Dans un ouvrage publié en octobre et intitulé « Antibiotiques, le naufrage », le spécialiste mondial de bactériologie, Antoine Andremont, prédit avec pessimisme que des maladies bénignes pourraient redevenir mortelles d’ici une vingtaine d’années si rien n’est fait. Le document de 35 pages de l’ANSM confirme une tendance qui avait déjà été observée ces dernières années. C’est surtout la consommation « de ville » (90 % du total) par opposition à celle dans les hôpitaux (10 %) qui préoccupe les experts, la seconde s’étant stabilisée. Et c’est la consommation par les femmes qui est la première concernée car celles-ci représentent 60 % des utilisateurs.

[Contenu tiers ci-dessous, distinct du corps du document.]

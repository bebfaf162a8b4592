//! Registration and lease renewal for the local instance.

use std::sync::Arc;
use std::time::Duration;

use anyhow::{Context, Result};
use eureka_client::RegistryClient;
use tokio::task::JoinHandle;
use tokio::time::{Instant, MissedTickBehavior};
use tokio_util::sync::CancellationToken;

use crate::config::RegisterFailurePolicy;

/// Outcome of one renewal attempt.
#[derive(Debug, Clone, Copy, PartialEq, Eq)]
pub enum Renewal {
    Renewed,
    /// The registry had dropped the lease; the instance was registered again.
    Reregistered,
    Failed,
}

/// Register the instance, then send the first heartbeat.
///
/// # Errors
/// Returns the registration error when `policy` is [`RegisterFailurePolicy::Abort`].
pub async fn announce(client: &RegistryClient, policy: RegisterFailurePolicy) -> Result<()> {
    match client.register().await {
        Ok(resp) => {
            tracing::info!(
                app = client.app(),
                instance_id = client.instance_id(),
                status = resp.status().as_u16(),
                "registered with registry"
            );
        }
        Err(e) => match policy {
            RegisterFailurePolicy::Abort => {
                return Err(e).with_context(|| {
                    format!(
                        "failed to register {} with {}",
                        client.instance_id(),
                        client.base_url()
                    )
                });
            }
            RegisterFailurePolicy::Continue => {
                tracing::warn!(error = %e, "registration failed; continuing");
            }
        },
    }

    renew(client).await;
    Ok(())
}

/// Send one heartbeat. A 404 means the registry forgot the lease, so the
/// instance registers again. Failures are logged, never returned.
pub async fn renew(client: &RegistryClient) -> Renewal {
    match client.heartbeat().await {
        Ok(_) => {
            tracing::debug!(instance_id = client.instance_id(), "lease renewed");
            Renewal::Renewed
        }
        Err(e) if e.is_not_found() => {
            tracing::warn!(
                instance_id = client.instance_id(),
                "registry does not know this instance; registering again"
            );
            match client.register().await {
                Ok(_) => Renewal::Reregistered,
                Err(e) => {
                    tracing::warn!(error = %e, "re-registration failed");
                    Renewal::Failed
                }
            }
        }
        Err(e) => {
            tracing::warn!(error = %e, "heartbeat failed");
            Renewal::Failed
        }
    }
}

/// Renew the lease every `every` until `cancel` fires.
///
/// The first renewal happens one interval after the call.
pub async fn run_heartbeats(
    client: Arc<RegistryClient>,
    every: Duration,
    cancel: CancellationToken,
) {
    let mut ticker = tokio::time::interval_at(Instant::now() + every, every);
    ticker.set_missed_tick_behavior(MissedTickBehavior::Delay);

    loop {
        tokio::select! {
            biased;

            () = cancel.cancelled() => {
                tracing::debug!("heartbeat loop cancelled");
                break;
            }

            _ = ticker.tick() => {
                renew(&client).await;
            }
        }
    }
}

/// Background lease renewal started by [`Heartbeats::spawn`].
pub struct Heartbeats {
    cancel: CancellationToken,
    task: JoinHandle<()>,
}

impl Heartbeats {
    #[must_use]
    pub fn spawn(client: Arc<RegistryClient>, every: Duration) -> Self {
        let cancel = CancellationToken::new();
        let task = tokio::spawn(run_heartbeats(client, every, cancel.clone()));
        Self { cancel, task }
    }

    /// Cancel the loop and wait for an in-flight renewal to finish.
    ///
    /// # Errors
    /// Returns an error if the heartbeat task panicked.
    pub async fn stop(self) -> Result<()> {
        self.cancel.cancel();
        self.task.await.context("heartbeat task failed")
    }
}

/// Stop renewing, then give the lease back when `deregister` is set.
///
/// Deregistration runs even if the heartbeat task failed; that failure is
/// returned afterwards. A failed deregistration is only logged.
///
/// # Errors
/// Returns the error from [`Heartbeats::stop`].
pub async fn shutdown(
    client: &RegistryClient,
    heartbeats: Heartbeats,
    deregister: bool,
) -> Result<()> {
    let stopped = heartbeats.stop().await;

    if deregister {
        match client.deregister().await {
            Ok(_) => tracing::info!(instance_id = client.instance_id(), "deregistered"),
            Err(e) => tracing::warn!(error = %e, "deregistration failed"),
        }
    }

    stopped
}
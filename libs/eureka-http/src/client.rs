use bytes::Bytes;
use http::{Method, Request, Response};
use http_body_util::Full;
use tower::util::BoxCloneSyncService;

use crate::builder::{HttpClientBuilder, TransportSecurity};
use crate::error::HttpError;
use crate::request::RequestBuilder;
use crate::response::ResponseBody;

pub type ClientService =
    BoxCloneSyncService<Request<Full<Bytes>>, Response<ResponseBody>, HttpError>;

/// One-shot HTTP client.
///
/// `Clone + Send + Sync`; each request drives its own clone of the service
/// stack once and nothing runs in the background.
#[derive(Clone)]
pub struct HttpClient {
    pub(crate) service: ClientService,
    pub(crate) transport: TransportSecurity,
}

impl std::fmt::Debug for HttpClient {
    fn fmt(&self, f: &mut std::fmt::Formatter<'_>) -> std::fmt::Result {
        f.debug_struct("HttpClient")
            .field("transport", &self.transport)
            .finish_non_exhaustive()
    }
}

impl HttpClient {
    #[must_use]
    pub fn builder() -> HttpClientBuilder {
        HttpClientBuilder::new()
    }

    #[must_use]
    pub fn transport_security(&self) -> TransportSecurity {
        self.transport
    }

    /// Start a request. `url` must be absolute; `send()` rejects anything
    /// else, and `http://` unless the client allows plain HTTP.
    pub fn request(&self, method: Method, url: &str) -> RequestBuilder {
        RequestBuilder::new(self.service.clone(), self.transport, method, url)
    }
}
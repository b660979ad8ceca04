// Wi-Fi Monitor - Background Services
// Copyright (C) 2026 Christos A. Daggas
// SPDX-License-Identifier: MIT

//! Background services for the monitoring session:
//! - Reconnect: bounded-retry reconnection policy
//! - Monitor: the repeating poll cycle on a background worker

pub mod monitor;
pub mod reconnect;

pub use monitor::{MonitorHandle, MonitorService};
pub use reconnect::ReconnectPolicy;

La France, qui se distingue sur le plan mondial par sa forte consommation globale de médicaments, est l’un des plus gros utilisateurs d’antibiotiques en Europe. « La consommation française est de 30 % supérieure à la moyenne européenne », déplore Philippe Cavalié. Les habitants de l’hexagone dévorent même plus d’antibiotiques que les Américains, pourtant eux-mêmes friands de ces médicaments utilisés dans toutes sortes de maladies allant de la cystite (infection urinaire) à la pneumonie en passant par l’acné. La consommation française dépasse de 25 % celle du premier marché pharmaceutique au monde, précise l’ANSM.

Le gouvernement avait mené une vaste campagne d’information dans les années 2000 auprès des professionnels de la santé et du grand public. Les effets s’en étaient fait sentir dans la première partie de la décennie. Une baisse significative de la consommation avait été enregistrée entre 2000 et 2004. On se souvient du slogan « les antibiotiques, c’est pas automatique ». Mais de l’avis des experts, les messages qui ont suivi ont perdu de leur impact alors que selon Philippe Cavalié, la pression des patients sur les médecins pour se faire prescrire des médicaments continue pour des raisons à la fois « socio-économiques et culturelles ». Pour les spécialistes de l’ANSM, la situation est, entre autres, inquiétante parce que « très peu de nouvelles molécules (antibiotiques) ont été introduites au cours de ces dernières années ».

Soixante-dix ans après l’arrivée du médicament « miracle » sur le marché, dont le premier fut la pénicilline inventée par le prix Nobel britannique Alexander Flemming, les laboratoires internationaux ont pratiquement abandonné la recherche antibiotique, pour des raisons essentiellement économiques. Dans cette guerre inégale contre les bactéries, l’OMS a appelé au printemps les géants pharmaceutiques à relancer les études sur des molécules plus efficaces contre les bactéries super résistantes et sur des méthodes alternatives.